Word for word, return the lines from the top of the listing to the line containing "const LOG_FILE_NAME: &str", both ends included, and no others.

- _THE DATA_
>>>>

use super::config::{LogConfig, LogFormat, RotationPolicy};
use anyhow::{Context, Result};
use std::io;
use tracing::Level;
use tracing_appender::non_blocking::WorkerGuard;
use tracing_appender::rolling;
use tracing_subscriber::layer::SubscriberExt;
use tracing_subscriber::util::SubscriberInitExt;
use tracing_subscriber::{EnvFilter, Layer, Registry};

const LOG_FILE_NAME: &str = "rag-review.log";

type BoxedLayer = Box<dyn Layer<Registry> + Send + Sync>;

/// Logger implementation using tracing
pub struct LoggerImpl {
    guard: Option<WorkerGuard>,
}

impl LoggerImpl {
    /// Initialize the global logger with the given configuration
    ///
    /// Console output goes to stderr. `RUST_LOG` directives take precedence
    /// over the configured level.
    ///
    /// # Returns
    /// * `Result<Self>` - Logger instance; keep it alive to flush the log file
    ///
    /// # Errors
    /// Returns an error if the level is invalid or a global subscriber is
    /// already installed
    pub fn init(config: &LogConfig) -> Result<Self> {
        let default_level = parse_log_level(&config.level)?;
        let mut layers: Vec<BoxedLayer> = Vec::new();

        if config.enable_stderr {
            layers.push(stderr_layer(config.format, default_level));
        }

        let guard = if let Some(ref log_dir) = config.log_dir {
            let file_appender = match config.rotation {
                RotationPolicy::Daily => rolling::daily(log_dir, LOG_FILE_NAME),
                RotationPolicy::Hourly => rolling::hourly(log_dir, LOG_FILE_NAME),
                RotationPolicy::Never => rolling::never(log_dir, LOG_FILE_NAME),
            };

            let (non_blocking_file, guard) = tracing_appender::non_blocking(file_appender);

            // File layer - always JSON for structured logging
            layers.push(
                tracing_subscriber::fmt::layer()
                    .json()
                    .with_writer(non_blocking_file)
                    .with_ansi(false)
                    .with_current_span(true)
                    .with_span_list(true)
                    .with_target(true)
                    .with_thread_ids(true)
                    .with_file(true)
                    .with_line_number(true)
                    .with_filter(env_filter(default_level))
                    .boxed(),
            );

            Some(guard)
        } else {
            None
        };

        tracing_subscriber::registry()
            .with(layers)
            .try_init()
            .context("failed to install global tracing subscriber")?;

        tracing::debug!(
            level = %config.level,
            format = ?config.format,
            file_output = config.log_dir.is_some(),
            "logger initialized"
        );

        Ok(Self { guard })
    }

    /// Whether a log file writer is attached
    pub const fn has_file_output(&self) -> bool {
        self.guard.is_some()
    }
}

fn env_filter(default_level: Level) -> EnvFilter {
    EnvFilter::builder()
        .with_default_directive(default_level.into())
        .from_env_lossy()
}

fn stderr_layer(format: LogFormat, default_level: Level) -> BoxedLayer {
    match format {
        LogFormat::Json => tracing_subscriber::fmt::layer()
            .json()
            .with_writer(io::stderr)
            .with_current_span(true)
            .with_span_list(true)
            .with_target(true)
            .with_filter(env_filter(default_level))
            .boxed(),
        LogFormat::Pretty => tracing_subscriber::fmt::layer()
            .with_writer(io::stderr)
            .with_target(true)
            .with_filter(env_filter(default_level))
            .boxed(),
    }
}

/// Parse log level string to Level
fn parse_log_level(level: &str) -> Result<Level> {
    match level.to_lowercase().as_str() {
        "trace" => Ok(Level::TRACE),
        "debug" => Ok(Level::DEBUG),
        "info" => Ok(Level::INFO),
        "warn" => Ok(Level::WARN),
        "error" => Ok(Level::ERROR),
        _ => anyhow::bail!("Invalid log level: {level}"),
    }
}
//! Request extractors.

use axum::{extract::FromRequestParts, http::request::Parts};
use posts_common::RequestContext;
use std::convert::Infallible;

/// Request context set by the `request_context` middleware. Outside the
/// middleware a fresh unbounded context is used.
#[derive(Debug, Clone)]
pub struct Ctx(pub RequestContext);

impl<S> FromRequestParts<S> for Ctx
where
    S: Send + Sync,
{
    type Rejection = Infallible;

    async fn from_request_parts(parts: &mut Parts, _state: &S) -> Result<Self, Self::Rejection> {
        Ok(Self(
            parts
                .extensions
                .get::<RequestContext>()
                .cloned()
                .unwrap_or_default(),
        ))
    }
}
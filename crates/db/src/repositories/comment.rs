//! Comment repository.

use std::sync::Arc;

use crate::entities::{Comment, comment};
use crate::store::{CommentStore, NewComment};
use async_trait::async_trait;
use chrono::Utc;
use posts_common::{AppError, AppResult};
use sea_orm::{
    ActiveModelTrait, ColumnTrait, DatabaseConnection, EntityTrait, QueryFilter, QueryOrder, Set,
};

/// Comment repository for database operations.
#[derive(Clone)]
pub struct CommentRepository {
    db: Arc<DatabaseConnection>,
}

impl CommentRepository {
    /// Create a new comment repository.
    #[must_use]
    pub const fn new(db: Arc<DatabaseConnection>) -> Self {
        Self { db }
    }
}

#[async_trait]
impl CommentStore for CommentRepository {
    async fn insert(&self, new: NewComment) -> AppResult<comment::Model> {
        let now = Utc::now();
        let model = comment::ActiveModel {
            user_id: Set(new.user_id),
            post_id: Set(new.post_id),
            content: Set(new.content),
            created_at: Set(now.into()),
            updated_at: Set(now.into()),
            ..Default::default()
        };

        model
            .insert(self.db.as_ref())
            .await
            .map_err(|e| AppError::Storage(e.to_string()))
    }

    async fn find_by_id(&self, id: i64) -> AppResult<Option<comment::Model>> {
        Comment::find_by_id(id)
            .one(self.db.as_ref())
            .await
            .map_err(|e| AppError::Storage(e.to_string()))
    }

    async fn find_by_post(&self, post_id: i64) -> AppResult<Vec<comment::Model>> {
        Comment::find()
            .filter(comment::Column::PostId.eq(post_id))
            .order_by_asc(comment::Column::CreatedAt)
            .order_by_asc(comment::Column::Id)
            .all(self.db.as_ref())
            .await
            .map_err(|e| AppError::Storage(e.to_string()))
    }

    async fn delete(&self, id: i64) -> AppResult<u64> {
        Comment::delete_by_id(id)
            .exec(self.db.as_ref())
            .await
            .map(|res| res.rows_affected)
            .map_err(|e| AppError::Storage(e.to_string()))
    }

    async fn delete_by_post(&self, post_id: i64) -> AppResult<u64> {
        Comment::delete_many()
            .filter(comment::Column::PostId.eq(post_id))
            .exec(self.db.as_ref())
            .await
            .map(|res| res.rows_affected)
            .map_err(|e| AppError::Storage(e.to_string()))
    }
}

<<<<

- _TASK OUTPUT_
use super::config::{LogConfig, LogFormat, RotationPolicy};
use anyhow::{Context, Result};
use std::io;
use tracing::Level;
use tracing_appender::non_blocking::WorkerGuard;
use tracing_appender::rolling;
use tracing_subscriber::layer::SubscriberExt;
use tracing_subscriber::util::SubscriberInitExt;
use tracing_subscriber::{EnvFilter, Layer, Registry};

const LOG_FILE_NAME: &str = "rag-review.log";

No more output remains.